Shallots are a good source of potassium which is important for maintenance of stable blood pressure and they are low in sodium. Shallots contain Allicin which is thought to help lower blood cholesterol levels, promote good heart health and stimulate the body’s immune system.
Two of the UK’s most popular slimming clubs acknowledge that shallots are a good choice for those on a weight loss diet. Slimming World calls shallots ‘free food’ and on Weight Watchers shallots have ‘no points'. Shallots can be eaten freely on these and other slimming diets.
The health properties of all fruit and vegetables have been the subject of wide research. The results suggest that fruit and vegetables contain nutrients and compounds that help the body destroy carcinogens (cancer-causing agents) before they damage cells, thereby reducing cancer risk. It seems to be the antioxidant properties (the ability to neutralise harmful free-radicals in the body) of vitamins such as A and C that offer this defence.
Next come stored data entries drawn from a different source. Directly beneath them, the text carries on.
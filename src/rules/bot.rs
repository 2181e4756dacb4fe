//! The scripted opponent.

use crate::core::{RandomSource, Target};

/// Picks the bot's target: the player with a fixed probability,
/// itself otherwise. Each shot is an independent draw.
#[derive(Clone, Copy, Debug, PartialEq)]
pub struct BotPolicy {
    aim_at_player: f64,
}

impl Default for BotPolicy {
    fn default() -> Self {
        Self::new(0.7)
    }
}

impl BotPolicy {
    pub fn new(aim_at_player: f64) -> Self {
        Self {
            aim_at_player: aim_at_player.clamp(0.0, 1.0),
        }
    }

    /// Probability of aiming at the player.
    #[must_use]
    pub fn aim_at_player(&self) -> f64 {
        self.aim_at_player
    }

    pub fn choose_target<R: RandomSource>(&self, rng: &mut R) -> Target {
        if rng.chance(self.aim_at_player) {
            Target::Opponent
        } else {
            Target::Shooter
        }
    }
}
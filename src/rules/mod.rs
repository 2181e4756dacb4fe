//! Duel rules.
//!
//! - `ShotResolver`: the resolution table (damage, points, turn passing)
//! - `BotPolicy`: how the scripted opponent picks a target
//!
//! Both are pure: they read a shell or a random source and return a
//! decision. The session store applies decisions to state.

mod bot;
mod resolver;

pub use bot::BotPolicy;
pub use resolver::{MessageKind, Outcome, ShotResolver};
The US Journal of Agricultural and Food Chemistry carried out a study in 2004 which indicates that some onion varieties may contain more health-promoting substances than others. Shallots had the highest antioxidant content of the varieties tested.
Oxidants are the most common toxic agent we encounter in our food and their effects include ageing, heart disease and cancer. Produced by complex pathways, anti-oxidants neutralise oxidants. Research suggests that quercetin could help reduce the risk of some cancers and heart disease. Shallots contain the flavanoid compound quercetin. Research indicates that flavanoids act as anti-oxidants.